Он с презрением отверг эту гипотезу и, задержавшись на краю тротуара, собрался было перейти дорогу и двинуться вверх по широкой улице, продолжавшей мост; у него не имелось никакой особой причины идти туда, кроме той, что улица возникла перед ним. Но тут на дороге появилась пара экипажей, вкупе с медленно катившейся повозкой, и он вдруг резко свернул налево, снова следуя линии набережной, но теперь уже удаляясь от озера.
«Может быть, я просто болен», — подумал он, необычно для себя усомнившись в своем здоровье: за исключением одного-двух случаев в детстве, он никогда раньше не болел. Это могло сделать его положение еще более опасным. Впрочем, казалось, что о нем словно кто-то заботится — и заботится удивительно своеобразно. «Если бы я верил в деятельное Провидение, — с угрюмой усмешкой сказал себе Разумов, — я бы увидел здесь иронический жест его руки. Подсунуть мне Юлиуса Ласпару — как будто нарочно для того, чтобы напомнить… Пишите, сказал он. Я должен писать — в самом деле должен! Я буду писать, какие могут быть сомнения! Разумеется, буду. Ведь именно для того я и нахожусь здесь.
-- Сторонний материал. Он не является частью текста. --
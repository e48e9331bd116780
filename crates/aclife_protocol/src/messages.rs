//! Authentication messages and the response envelope.

use crate::b64;
use serde::{Deserialize, Serialize};

/// Response envelope: `{success, message?, data?}`.
#[derive(Debug, Clone, PartialEq, Eq, Serialize, Deserialize)]
pub struct Reply<T> {
    /// Whether the request succeeded.
    pub success: bool,
    /// Short human-readable message, mainly on failure.
    #[serde(default, skip_serializing_if = "String::is_empty")]
    pub message: String,
    /// Response payload.
    #[serde(default, skip_serializing_if = "Option::is_none")]
    pub data: Option<T>,
}

impl<T> Reply<T> {
    /// A successful reply carrying `data`.
    pub fn success(data: T) -> Self {
        Self {
            success: true,
            message: String::new(),
            data: Some(data),
        }
    }

    /// A successful reply with no payload.
    pub fn empty() -> Self {
        Self {
            success: true,
            message: String::new(),
            data: None,
        }
    }

    /// A failed reply.
    pub fn failure(message: impl Into<String>) -> Self {
        Self {
            success: false,
            message: message.into(),
            data: None,
        }
    }
}

/// Registration material computed by the client.
#[derive(Debug, Clone, PartialEq, Eq, Serialize, Deserialize)]
#[serde(rename_all = "camelCase")]
pub struct RegisterRequest {
    /// Identity (email address).
    pub email: String,
    /// Salt the client uses for its own key derivation.
    #[serde(with = "b64")]
    pub salt: Vec<u8>,
    /// Salt for the password-proof protocol.
    #[serde(with = "b64")]
    pub srp_salt: Vec<u8>,
    /// Password-proof verifier.
    #[serde(with = "b64")]
    pub verifier: Vec<u8>,
    /// Fixed-length client challenge blob.
    #[serde(with = "b64")]
    pub challenge: Vec<u8>,
}

/// First login phase. Without `A` this is a bare salt lookup.
#[derive(Debug, Clone, PartialEq, Eq, Serialize, Deserialize)]
pub struct LoginStartRequest {
    /// Identity (email address).
    pub email: String,
    /// Client public ephemeral value.
    #[serde(
        rename = "A",
        default,
        with = "b64::option",
        skip_serializing_if = "Option::is_none"
    )]
    pub client_public: Option<Vec<u8>>,
}

/// Server half of the first login phase.
#[derive(Debug, Clone, PartialEq, Eq, Serialize, Deserialize)]
#[serde(rename_all = "camelCase")]
pub struct LoginChallenge {
    /// Protocol salt.
    #[serde(with = "b64")]
    pub salt: Vec<u8>,
    /// Server public ephemeral value.
    #[serde(rename = "B", with = "b64")]
    pub server_public: Vec<u8>,
    /// Identifier of the pending exchange.
    pub session_id: String,
}

/// Reply to [`LoginStartRequest`].
#[derive(Debug, Clone, PartialEq, Eq, Serialize, Deserialize)]
#[serde(untagged)]
pub enum LoginStartReply {
    /// The exchange was started.
    Challenge(LoginChallenge),
    /// Salt lookup only.
    Salt {
        /// Protocol salt.
        #[serde(with = "b64")]
        salt: Vec<u8>,
    },
}

impl LoginStartReply {
    /// The protocol salt, present in both forms.
    pub fn salt(&self) -> &[u8] {
        match self {
            LoginStartReply::Challenge(challenge) => &challenge.salt,
            LoginStartReply::Salt { salt } => salt,
        }
    }
}

/// Second login phase.
#[derive(Debug, Clone, PartialEq, Eq, Serialize, Deserialize)]
#[serde(rename_all = "camelCase")]
pub struct LoginVerifyRequest {
    /// Identity (email address).
    pub email: String,
    /// Identifier returned by the first phase.
    pub session_id: String,
    /// Client proof.
    #[serde(rename = "M1", with = "b64")]
    pub client_proof: Vec<u8>,
}

/// Body of a successful second phase. The access token is delivered out of
/// band as an opaque credential.
#[derive(Debug, Clone, PartialEq, Eq, Serialize, Deserialize)]
pub struct LoginVerifyReply {
    /// Server proof, which the client must check before trusting the session.
    #[serde(rename = "M2", with = "b64")]
    pub server_proof: Vec<u8>,
}

/// Account details safe to return to the account owner.
#[derive(Debug, Clone, PartialEq, Eq, Serialize, Deserialize)]
#[serde(rename_all = "camelCase")]
pub struct PublicAccount {
    /// Public account identifier.
    pub uuid: String,
    /// Identity (email address).
    pub email: String,
    /// Billing status, if a subscription is linked.
    #[serde(default)]
    pub subscription_status: Option<String>,
    /// Client key-derivation salt.
    #[serde(with = "b64")]
    pub salt: Vec<u8>,
    /// Client challenge blob.
    #[serde(with = "b64")]
    pub challenge: Vec<u8>,
}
Да и в дальнейшем мне найдется, о чем писать».
Он подбадривал себя этим внутренним монологом. Но вслед за мыслью о том, что нужно писать, пришла и другая — о месте, где можно писать, об убежище, укрытии, то есть, собственно, о его жилище, до которого еще требовалось добраться (подумал он с неудовольствием) и в осточертевших четырех стенах которой его могло поджидать некое враждебное происшествие.
«А вдруг кому-нибудь из этих революционеров, — задал он себе вопрос, — придет в голову навестить меня, пока я буду писать?» Перспектива подобного вторжения заставила его вздрогнуть. Можно запереть дверь или попросить продавца табака внизу (тоже какого-то эмигранта) говорить всем посетителям, что его нет дома. Впрочем, эти меры предосторожности не слишком надежны. Он чувствовал, что его образ жизни не должен давать ни малейшего повода не то что для подозрений — даже для удивления; вплоть до того, что он не может себе позволить не сразу открыть запертую дверь. «Вот бы оказаться где-нибудь в поле, за много верст отовсюду», — подумал он.
Бессознательно он еще раз свернул налево, поскольку обнаружил, что опять оказался на каком-то мосту. Этот мост был намного уже предыдущего и, вместо того чтобы идти прямо, образовывал подобие угла. Короткая перемычка соединяла вершину угла с шестиугольным островком, посыпанным гравием и с берегами, убранными в камень, — шедевр инфантильной аккуратности. Там среди чистого, темного гравия теснились пара высоких тополей и еще несколько деревьев, а под ними в окружении садовых скамеек восседал на своем пьедестале бронзовый Жан-Жак Руссо.